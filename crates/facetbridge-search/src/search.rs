use std::time::Instant;

use facetbridge_core::config::BridgeSettings;
use facetbridge_core::error::{Error, Result};
use facetbridge_core::traits::QueryExecutor;
use facetbridge_core::types::{EngineQuery, SearchRequest, SearchResult};

use crate::aggregations::build_aggregations;
use crate::documents::map_hits;
use crate::facets::collect_facets;
use crate::query_text::normalize;

/// Runs host search requests through an injected executor.
///
/// Holds no per-request state, so one instance can serve concurrent callers.
pub struct SearchService<E> {
    executor: E,
    settings: BridgeSettings,
}

impl<E> SearchService<E>
where
    E: QueryExecutor,
{
    pub fn new(executor: E, settings: BridgeSettings) -> Self {
        Self { executor, settings }
    }

    pub fn settings(&self) -> &BridgeSettings {
        &self.settings
    }

    /// Translates a request into the query handed to the executor.
    pub fn build_query(&self, request: &SearchRequest) -> EngineQuery {
        EngineQuery {
            index: self.settings.index_name.clone(),
            query_text: normalize(&request.query_text),
            sorts: request.sorts.iter().filter(|s| !s.field_name.is_empty()).cloned().collect(),
            from: request.start,
            size: request.end,
            aggregations: build_aggregations(&request.facets, &self.settings),
            unmapped_sort_type: self.settings.unmapped_sort_type.clone(),
        }
    }

    /// One request/response cycle. Fails only when the executor fails.
    #[tracing::instrument(
        level = "debug",
        skip_all,
        fields(index = %self.settings.index_name, facets = request.facets.len())
    )]
    pub fn search(&self, request: &SearchRequest) -> Result<SearchResult> {
        let started = Instant::now();

        let query = self.build_query(request);
        tracing::debug!(query = %query.query_text, aggregations = query.aggregations.len(), "Executing search");
        let response = self.executor.execute(&query).map_err(Error::Executor)?;

        let facets = collect_facets(&request.facets, &response.aggregations);
        let mapped = map_hits(&response.hits, &request.allowed_result_types);
        let scores = response.hits.iter().map(|hit| hit.score).collect();
        let query_terms = request
            .keywords
            .as_deref()
            .map(|keywords| keywords.split_whitespace().map(str::to_string).collect())
            .unwrap_or_default();

        Ok(SearchResult {
            documents: mapped.documents,
            scores,
            total_hits: response.total_hits,
            elapsed_seconds: started.elapsed().as_secs_f64(),
            query_terms,
            query_text: query.query_text,
            facets,
            malformed_hits: mapped.malformed,
        })
    }
}
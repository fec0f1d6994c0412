//! facetbridge-search
//!
//! Translation between host search requests and the engine's query and
//! aggregation model: query escaping, range literals, aggregation building,
//! hit mapping, facet collection, and the `SearchService` tying them together.

pub mod aggregations;
pub mod documents;
pub mod facets;
pub mod query_text;
pub mod range;
pub mod search;

pub use search::SearchService;
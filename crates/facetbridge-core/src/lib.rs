#![deny(warnings)]
#![deny(dead_code)]
#![deny(unused_variables)]
#![deny(unused_imports)]

//! facetbridge-core
//!
//! Engine-agnostic request/response model, collaborator traits, errors and
//! configuration shared by the translation layer and the engine adapters.

pub mod config;
pub mod error;
pub mod traits;
pub mod types;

## [What this task involves]
All lines of the records containing "debug" should be shown.

## [Task result]
        level = "debug",
        tracing::debug!(query = %query.query_text, aggregations = query.aggregations.len(), "Executing search");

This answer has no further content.